> _What you are asked to do_:
Line by line, output the data that follows exactly as written.

[Collected data entries]

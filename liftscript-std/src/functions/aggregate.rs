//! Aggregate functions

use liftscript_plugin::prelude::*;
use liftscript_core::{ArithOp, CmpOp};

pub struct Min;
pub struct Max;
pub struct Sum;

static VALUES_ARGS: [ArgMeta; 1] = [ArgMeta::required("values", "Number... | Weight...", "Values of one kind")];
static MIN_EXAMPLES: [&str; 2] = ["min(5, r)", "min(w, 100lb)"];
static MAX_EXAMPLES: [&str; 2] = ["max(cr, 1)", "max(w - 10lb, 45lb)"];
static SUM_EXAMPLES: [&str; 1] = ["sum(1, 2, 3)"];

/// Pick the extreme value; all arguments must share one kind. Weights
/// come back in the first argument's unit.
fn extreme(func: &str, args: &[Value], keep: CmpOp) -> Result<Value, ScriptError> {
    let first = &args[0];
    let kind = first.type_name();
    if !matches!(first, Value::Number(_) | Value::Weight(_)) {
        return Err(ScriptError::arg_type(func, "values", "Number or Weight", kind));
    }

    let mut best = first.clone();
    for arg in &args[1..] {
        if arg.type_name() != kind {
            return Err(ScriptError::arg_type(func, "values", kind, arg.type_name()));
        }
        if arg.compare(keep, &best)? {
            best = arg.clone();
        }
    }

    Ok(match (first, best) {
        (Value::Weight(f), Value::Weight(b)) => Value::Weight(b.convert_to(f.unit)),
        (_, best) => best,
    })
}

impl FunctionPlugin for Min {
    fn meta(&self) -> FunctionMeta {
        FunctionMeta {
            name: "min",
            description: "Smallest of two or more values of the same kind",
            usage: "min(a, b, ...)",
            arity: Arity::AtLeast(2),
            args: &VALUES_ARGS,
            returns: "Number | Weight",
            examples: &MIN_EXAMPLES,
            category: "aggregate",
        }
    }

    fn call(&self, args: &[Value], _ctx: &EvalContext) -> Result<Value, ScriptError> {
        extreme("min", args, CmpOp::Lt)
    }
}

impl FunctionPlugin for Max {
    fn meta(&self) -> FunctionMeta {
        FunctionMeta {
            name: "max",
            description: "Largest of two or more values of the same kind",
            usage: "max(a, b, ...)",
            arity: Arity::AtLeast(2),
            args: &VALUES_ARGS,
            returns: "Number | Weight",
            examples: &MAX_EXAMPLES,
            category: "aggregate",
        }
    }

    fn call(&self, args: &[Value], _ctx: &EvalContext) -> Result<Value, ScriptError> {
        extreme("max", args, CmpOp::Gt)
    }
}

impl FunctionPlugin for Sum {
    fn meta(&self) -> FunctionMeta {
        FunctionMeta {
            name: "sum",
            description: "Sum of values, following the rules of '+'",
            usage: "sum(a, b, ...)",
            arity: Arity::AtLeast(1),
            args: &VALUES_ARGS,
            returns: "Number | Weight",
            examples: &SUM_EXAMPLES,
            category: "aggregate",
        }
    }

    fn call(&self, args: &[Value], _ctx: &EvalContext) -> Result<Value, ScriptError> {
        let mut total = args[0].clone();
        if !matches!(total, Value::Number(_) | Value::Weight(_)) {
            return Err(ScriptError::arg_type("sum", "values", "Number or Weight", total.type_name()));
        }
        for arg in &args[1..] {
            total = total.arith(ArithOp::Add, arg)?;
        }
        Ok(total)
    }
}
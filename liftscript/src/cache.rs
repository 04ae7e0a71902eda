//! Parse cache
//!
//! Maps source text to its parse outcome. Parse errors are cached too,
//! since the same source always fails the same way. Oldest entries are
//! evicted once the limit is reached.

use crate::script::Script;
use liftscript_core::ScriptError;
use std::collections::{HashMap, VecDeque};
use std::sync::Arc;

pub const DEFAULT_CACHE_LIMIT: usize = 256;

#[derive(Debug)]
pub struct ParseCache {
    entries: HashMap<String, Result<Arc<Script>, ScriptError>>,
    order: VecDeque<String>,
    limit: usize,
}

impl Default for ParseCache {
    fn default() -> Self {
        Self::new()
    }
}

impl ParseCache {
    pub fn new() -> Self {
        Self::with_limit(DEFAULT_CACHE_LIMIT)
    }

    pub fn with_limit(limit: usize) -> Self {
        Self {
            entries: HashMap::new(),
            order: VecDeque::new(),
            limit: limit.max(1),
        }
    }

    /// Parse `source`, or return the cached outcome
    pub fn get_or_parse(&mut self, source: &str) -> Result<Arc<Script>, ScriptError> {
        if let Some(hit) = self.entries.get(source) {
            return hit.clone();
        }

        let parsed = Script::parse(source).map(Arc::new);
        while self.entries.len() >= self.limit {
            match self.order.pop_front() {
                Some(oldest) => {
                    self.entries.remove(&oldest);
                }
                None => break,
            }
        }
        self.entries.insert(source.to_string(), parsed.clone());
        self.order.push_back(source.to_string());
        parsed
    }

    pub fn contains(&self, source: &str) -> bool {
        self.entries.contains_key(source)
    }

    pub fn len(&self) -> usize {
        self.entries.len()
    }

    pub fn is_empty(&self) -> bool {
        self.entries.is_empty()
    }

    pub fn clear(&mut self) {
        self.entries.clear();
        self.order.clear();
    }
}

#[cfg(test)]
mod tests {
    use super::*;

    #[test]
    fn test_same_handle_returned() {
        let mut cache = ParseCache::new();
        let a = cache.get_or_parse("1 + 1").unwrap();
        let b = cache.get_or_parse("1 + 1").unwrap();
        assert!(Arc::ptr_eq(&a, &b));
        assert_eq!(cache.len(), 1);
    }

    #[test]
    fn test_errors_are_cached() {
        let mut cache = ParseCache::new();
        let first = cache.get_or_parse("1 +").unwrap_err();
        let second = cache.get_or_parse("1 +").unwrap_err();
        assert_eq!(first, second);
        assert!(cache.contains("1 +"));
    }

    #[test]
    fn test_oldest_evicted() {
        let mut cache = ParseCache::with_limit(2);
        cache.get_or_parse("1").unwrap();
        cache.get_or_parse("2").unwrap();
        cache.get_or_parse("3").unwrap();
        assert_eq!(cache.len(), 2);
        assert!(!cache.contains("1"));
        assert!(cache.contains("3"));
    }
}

> _Response area_:
filename liftscript-std/src/functions/aggregate.rs
//! Aggregate functions

use liftscript_plugin::prelude::*;
use liftscript_core::{ArithOp, CmpOp};

pub struct Min;
pub struct Max;
pub struct Sum;

static VALUES_ARGS: [ArgMeta; 1] = [ArgMeta::required("values", "Number... | Weight...", "Values of one kind")];
static MIN_EXAMPLES: [&str; 2] = ["min(5, r)", "min(w, 100lb)"];
static MAX_EXAMPLES: [&str; 2] = ["max(cr, 1)", "max(w - 10lb, 45lb)"];
static SUM_EXAMPLES: [&str; 1] = ["sum(1, 2, 3)"];

/// Pick the extreme value; all arguments must share one kind. Weights
/// come back in the first argument's unit.
fn extreme(func: &str, args: &[Value], keep: CmpOp) -> Result<Value, ScriptError> {
    let first = &args[0];
    let kind = first.type_name();
    if !matches!(first, Value::Number(_) | Value::Weight(_)) {
        return Err(ScriptError::arg_type(func, "values", "Number or Weight", kind));
    }

    let mut best = first.clone();
    for arg in &args[1..] {
        if arg.type_name() != kind {
            return Err(ScriptError::arg_type(func, "values", kind, arg.type_name()));
        }
        if arg.compare(keep, &best)? {
            best = arg.clone();
        }
    }

    Ok(match (first, best) {
        (Value::Weight(f), Value::Weight(b)) => Value::Weight(b.convert_to(f.unit)),
        (_, best) => best,
    })
}

impl FunctionPlugin for Min {
    fn meta(&self) -> FunctionMeta {
        FunctionMeta {
            name: "min",
            description: "Smallest of two or more values of the same kind",
            usage: "min(a, b, ...)",
            arity: Arity::AtLeast(2),
            args: &VALUES_ARGS,
            returns: "Number | Weight",
            examples: &MIN_EXAMPLES,
            category: "aggregate",
        }
    }

    fn call(&self, args: &[Value], _ctx: &EvalContext) -> Result<Value, ScriptError> {
        extreme("min", args, CmpOp::Lt)
    }
}

impl FunctionPlugin for Max {
    fn meta(&self) -> FunctionMeta {
        FunctionMeta {
            name: "max",
            description: "Largest of two or more values of the same kind",
            usage: "max(a, b, ...)",
            arity: Arity::AtLeast(2),
            args: &VALUES_ARGS,
            returns: "Number | Weight",
            examples: &MAX_EXAMPLES,
            category: "aggregate",
        }
    }

    fn call(&self, args: &[Value], _ctx: &EvalContext) -> Result<Value, ScriptError> {
        extreme("max", args, CmpOp::Gt)
    }
}

impl FunctionPlugin for Sum {
    fn meta(&self) -> FunctionMeta {
        FunctionMeta {
            name: "sum",
            description: "Sum of values, following the rules of '+'",
            usage: "sum(a, b, ...)",
            arity: Arity::AtLeast(1),
            args: &VALUES_ARGS,
            returns: "Number | Weight",
            examples: &SUM_EXAMPLES,
            category: "aggregate",
        }
    }

    fn call(&self, args: &[Value], _ctx: &EvalContext) -> Result<Value, ScriptError> {
        let mut total = args[0].clone();
        if !matches!(total, Value::Number(_) | Value::Weight(_)) {
            return Err(ScriptError::arg_type("sum", "values", "Number or Weight", total.type_name()));
        }
        for arg in &args[1..] {
            total = total.arith(ArithOp::Add, arg)?;
        }
        Ok(total)
    }
}
filename liftscript/src/cache.rs
repository 04ae7e0a71902eda
//! Parse cache
//!
//! Maps source text to its parse outcome. Parse errors are cached too,
//! since the same source always fails the same way. Oldest entries are
//! evicted once the limit is reached.

use crate::script::Script;
use liftscript_core::ScriptError;
use std::collections::{HashMap, VecDeque};
use std::sync::Arc;

pub const DEFAULT_CACHE_LIMIT: usize = 256;

#[derive(Debug)]
pub struct ParseCache {
    entries: HashMap<String, Result<Arc<Script>, ScriptError>>,
    order: VecDeque<String>,
    limit: usize,
}

impl Default for ParseCache {
    fn default() -> Self {
        Self::new()
    }
}

impl ParseCache {
    pub fn new() -> Self {
        Self::with_limit(DEFAULT_CACHE_LIMIT)
    }

    pub fn with_limit(limit: usize) -> Self {
        Self {
            entries: HashMap::new(),
            order: VecDeque::new(),
            limit: limit.max(1),
        }
    }

    /// Parse `source`, or return the cached outcome
    pub fn get_or_parse(&mut self, source: &str) -> Result<Arc<Script>, ScriptError> {
        if let Some(hit) = self.entries.get(source) {
            return hit.clone();
        }

        let parsed = Script::parse(source).map(Arc::new);
        while self.entries.len() >= self.limit {
            match self.order.pop_front() {
                Some(oldest) => {
                    self.entries.remove(&oldest);
                }
                None => break,
            }
        }
        self.entries.insert(source.to_string(), parsed.clone());
        self.order.push_back(source.to_string());
        parsed
    }

    pub fn contains(&self, source: &str) -> bool {
        self.entries.contains_key(source)
    }

    pub fn len(&self) -> usize {
        self.entries.len()
    }

    pub fn is_empty(&self) -> bool {
        self.entries.is_empty()
    }

    pub fn clear(&mut self) {
        self.entries.clear();
        self.order.clear();
    }
}

#[cfg(test)]
mod tests {
    use super::*;

    #[test]
    fn test_same_handle_returned() {
        let mut cache = ParseCache::new();
        let a = cache.get_or_parse("1 + 1").unwrap();
        let b = cache.get_or_parse("1 + 1").unwrap();
        assert!(Arc::ptr_eq(&a, &b));
        assert_eq!(cache.len(), 1);
    }

    #[test]
    fn test_errors_are_cached() {
        let mut cache = ParseCache::new();
        let first = cache.get_or_parse("1 +").unwrap_err();
        let second = cache.get_or_parse("1 +").unwrap_err();
        assert_eq!(first, second);
        assert!(cache.contains("1 +"));
    }

    #[test]
    fn test_oldest_evicted() {
        let mut cache = ParseCache::with_limit(2);
        cache.get_or_parse("1").unwrap();
        cache.get_or_parse("2").unwrap();
        cache.get_or_parse("3").unwrap();
        assert_eq!(cache.len(), 2);
        assert!(!cache.contains("1"));
        assert!(cache.contains("3"));
    }
}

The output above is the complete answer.